**What to work on:**
Set down every line of the data, unchanged and complete.

-------- Data under study

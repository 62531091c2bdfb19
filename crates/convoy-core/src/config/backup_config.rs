//! Backup configuration. Tiered count-based retention.

use std::path::PathBuf;

use serde::{Deserialize, Serialize};

use crate::errors::ConfigError;

#[derive(Debug, Clone, Serialize, Deserialize)]
#[serde(default)]
pub struct BackupConfig {
    /// Artifact root. Default: `{state_dir}/backups`.
    pub dir: Option<PathBuf>,
    /// Most recent artifacts always kept, per service.
    pub keep_last: u32,
    /// Newest artifact of each of the most recent N days, per service.
    pub keep_daily: u32,
    /// Newest artifact of each of the most recent N ISO weeks, per service.
    pub keep_weekly: u32,
    /// Attempts at staging a snapshot before reporting `BackupFailed`.
    pub staging_attempts: u32,
    /// SQLite backup pages copied per step; the lock heartbeat runs between steps.
    pub pages_per_step: i32,
}

impl Default for BackupConfig {
    fn default() -> Self {
        Self {
            dir: None,
            keep_last: 5,
            keep_daily: 7,
            keep_weekly: 4,
            staging_attempts: 2,
            pages_per_step: 256,
        }
    }
}

impl BackupConfig {
    pub fn validate(&self) -> Result<(), ConfigError> {
        if self.keep_last == 0 {
            return Err(ConfigError::Invalid(
                "backup.keep_last must be >= 1".into(),
            ));
        }
        if self.staging_attempts == 0 {
            return Err(ConfigError::Invalid(
                "backup.staging_attempts must be >= 1".into(),
            ));
        }
        if self.pages_per_step <= 0 {
            return Err(ConfigError::Invalid(
                "backup.pages_per_step must be > 0".into(),
            ));
        }
        Ok(())
    }
}
pub mod backup_config;
pub mod lock_config;
pub mod logging_config;
pub mod service_config;

use std::collections::HashSet;
use std::path::{Path, PathBuf};

use serde::{Deserialize, Serialize};

pub use backup_config::BackupConfig;
pub use lock_config::LockConfig;
pub use logging_config::{LogFormat, LoggingConfig};
pub use service_config::{EngineConfig, ServiceConfig};

use crate::errors::ConfigError;

/// Top-level configuration, usually read from `convoy.toml`.
///
/// `services` is the declared dependency order: the orchestrator migrates
/// services in exactly this order and never infers one.
#[derive(Debug, Clone, Serialize, Deserialize)]
#[serde(default)]
pub struct ConvoyConfig {
    /// Directory holding `convoy.db` (audit log, locks, backup registry).
    pub state_dir: PathBuf,
    /// Identity recorded as lock holder and audit actor.
    /// Default: `$USER@pid`.
    pub actor: Option<String>,
    pub lock: LockConfig,
    pub backup: BackupConfig,
    pub logging: LoggingConfig,
    pub services: Vec<ServiceConfig>,
}

impl Default for ConvoyConfig {
    fn default() -> Self {
        Self {
            state_dir: PathBuf::from(".convoy"),
            actor: None,
            lock: LockConfig::default(),
            backup: BackupConfig::default(),
            logging: LoggingConfig::default(),
            services: Vec::new(),
        }
    }
}

impl ConvoyConfig {
    /// Load config from a TOML string, falling back to defaults for missing fields.
    pub fn from_toml(toml_str: &str) -> Result<Self, ConfigError> {
        Ok(toml::from_str(toml_str)?)
    }

    /// Read, resolve relative paths against the file's directory, and validate.
    pub fn load(path: &Path) -> Result<Self, ConfigError> {
        let content = std::fs::read_to_string(path).map_err(|source| ConfigError::Read {
            path: path.to_path_buf(),
            source,
        })?;
        let mut config = Self::from_toml(&content)?;
        if let Some(base) = path.parent() {
            config.resolve_paths(base);
        }
        config.validate()?;
        Ok(config)
    }

    /// Make every relative path absolute against `base`.
    pub fn resolve_paths(&mut self, base: &Path) {
        let resolve = |p: &mut PathBuf| {
            if p.is_relative() {
                *p = base.join(&*p);
            }
        };
        resolve(&mut self.state_dir);
        if let Some(dir) = self.backup.dir.as_mut() {
            resolve(dir);
        }
        for service in &mut self.services {
            resolve(&mut service.database);
            match &mut service.engine {
                EngineConfig::NumberedSql { migrations_dir } => resolve(migrations_dir),
                EngineConfig::RevisionChain { revisions_file } => resolve(revisions_file),
            }
        }
    }

    pub fn validate(&self) -> Result<(), ConfigError> {
        if self.services.is_empty() {
            return Err(ConfigError::Invalid("no services configured".into()));
        }
        let mut seen = HashSet::new();
        for service in &self.services {
            if !service.id.is_valid() {
                return Err(ConfigError::Invalid(format!(
                    "service id '{}' must be non-empty ASCII alphanumerics, '-' or '_'",
                    service.id
                )));
            }
            if !seen.insert(service.id.clone()) {
                return Err(ConfigError::Invalid(format!(
                    "service '{}' declared twice",
                    service.id
                )));
            }
        }
        self.lock.validate()?;
        self.backup.validate()?;
        Ok(())
    }

    pub fn coordinator_db_path(&self) -> PathBuf {
        self.state_dir.join("convoy.db")
    }

    pub fn backup_dir(&self) -> PathBuf {
        self.backup
            .dir
            .clone()
            .unwrap_or_else(|| self.state_dir.join("backups"))
    }

    pub fn effective_actor(&self) -> String {
        self.actor.clone().unwrap_or_else(|| {
            let user = std::env::var("USER")
                .or_else(|_| std::env::var("USERNAME"))
                .unwrap_or_else(|_| "unknown".to_string());
            format!("{user}@{}", std::process::id())
        })
    }
}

----------------

**Task answer:**
repository 62531091c2bdfb19
filename crates/convoy-core/src/config/backup_config.rs
//! Backup configuration. Tiered count-based retention.

use std::path::PathBuf;

use serde::{Deserialize, Serialize};

use crate::errors::ConfigError;

#[derive(Debug, Clone, Serialize, Deserialize)]
#[serde(default)]
pub struct BackupConfig {
    /// Artifact root. Default: `{state_dir}/backups`.
    pub dir: Option<PathBuf>,
    /// Most recent artifacts always kept, per service.
    pub keep_last: u32,
    /// Newest artifact of each of the most recent N days, per service.
    pub keep_daily: u32,
    /// Newest artifact of each of the most recent N ISO weeks, per service.
    pub keep_weekly: u32,
    /// Attempts at staging a snapshot before reporting `BackupFailed`.
    pub staging_attempts: u32,
    /// SQLite backup pages copied per step; the lock heartbeat runs between steps.
    pub pages_per_step: i32,
}

impl Default for BackupConfig {
    fn default() -> Self {
        Self {
            dir: None,
            keep_last: 5,
            keep_daily: 7,
            keep_weekly: 4,
            staging_attempts: 2,
            pages_per_step: 256,
        }
    }
}

impl BackupConfig {
    pub fn validate(&self) -> Result<(), ConfigError> {
        if self.keep_last == 0 {
            return Err(ConfigError::Invalid(
                "backup.keep_last must be >= 1".into(),
            ));
        }
        if self.staging_attempts == 0 {
            return Err(ConfigError::Invalid(
                "backup.staging_attempts must be >= 1".into(),
            ));
        }
        if self.pages_per_step <= 0 {
            return Err(ConfigError::Invalid(
                "backup.pages_per_step must be > 0".into(),
            ));
        }
        Ok(())
    }
}
pub mod backup_config;
pub mod lock_config;
pub mod logging_config;
pub mod service_config;

use std::collections::HashSet;
use std::path::{Path, PathBuf};

use serde::{Deserialize, Serialize};

pub use backup_config::BackupConfig;
pub use lock_config::LockConfig;
pub use logging_config::{LogFormat, LoggingConfig};
pub use service_config::{EngineConfig, ServiceConfig};

use crate::errors::ConfigError;

/// Top-level configuration, usually read from `convoy.toml`.
///
/// `services` is the declared dependency order: the orchestrator migrates
/// services in exactly this order and never infers one.
#[derive(Debug, Clone, Serialize, Deserialize)]
#[serde(default)]
pub struct ConvoyConfig {
    /// Directory holding `convoy.db` (audit log, locks, backup registry).
    pub state_dir: PathBuf,
    /// Identity recorded as lock holder and audit actor.
    /// Default: `$USER@pid`.
    pub actor: Option<String>,
    pub lock: LockConfig,
    pub backup: BackupConfig,
    pub logging: LoggingConfig,
    pub services: Vec<ServiceConfig>,
}

impl Default for ConvoyConfig {
    fn default() -> Self {
        Self {
            state_dir: PathBuf::from(".convoy"),
            actor: None,
            lock: LockConfig::default(),
            backup: BackupConfig::default(),
            logging: LoggingConfig::default(),
            services: Vec::new(),
        }
    }
}

impl ConvoyConfig {
    /// Load config from a TOML string, falling back to defaults for missing fields.
    pub fn from_toml(toml_str: &str) -> Result<Self, ConfigError> {
        Ok(toml::from_str(toml_str)?)
    }

    /// Read, resolve relative paths against the file's directory, and validate.
    pub fn load(path: &Path) -> Result<Self, ConfigError> {
        let content = std::fs::read_to_string(path).map_err(|source| ConfigError::Read {
            path: path.to_path_buf(),
            source,
        })?;
        let mut config = Self::from_toml(&content)?;
        if let Some(base) = path.parent() {
            config.resolve_paths(base);
        }
        config.validate()?;
        Ok(config)
    }

    /// Make every relative path absolute against `base`.
    pub fn resolve_paths(&mut self, base: &Path) {
        let resolve = |p: &mut PathBuf| {
            if p.is_relative() {
                *p = base.join(&*p);
            }
        };
        resolve(&mut self.state_dir);
        if let Some(dir) = self.backup.dir.as_mut() {
            resolve(dir);
        }
        for service in &mut self.services {
            resolve(&mut service.database);
            match &mut service.engine {
                EngineConfig::NumberedSql { migrations_dir } => resolve(migrations_dir),
                EngineConfig::RevisionChain { revisions_file } => resolve(revisions_file),
            }
        }
    }

    pub fn validate(&self) -> Result<(), ConfigError> {
        if self.services.is_empty() {
            return Err(ConfigError::Invalid("no services configured".into()));
        }
        let mut seen = HashSet::new();
        for service in &self.services {
            if !service.id.is_valid() {
                return Err(ConfigError::Invalid(format!(
                    "service id '{}' must be non-empty ASCII alphanumerics, '-' or '_'",
                    service.id
                )));
            }
            if !seen.insert(service.id.clone()) {
                return Err(ConfigError::Invalid(format!(
                    "service '{}' declared twice",
                    service.id
                )));
            }
        }
        self.lock.validate()?;
        self.backup.validate()?;
        Ok(())
    }

    pub fn coordinator_db_path(&self) -> PathBuf {
        self.state_dir.join("convoy.db")
    }

    pub fn backup_dir(&self) -> PathBuf {
        self.backup
            .dir
            .clone()
            .unwrap_or_else(|| self.state_dir.join("backups"))
    }

    pub fn effective_actor(&self) -> String {
        self.actor.clone().unwrap_or_else(|| {
            let user = std::env::var("USER")
                .or_else(|_| std::env::var("USERNAME"))
                .unwrap_or_else(|_| "unknown".to_string());
            format!("{user}@{}", std::process::id())
        })
    }
}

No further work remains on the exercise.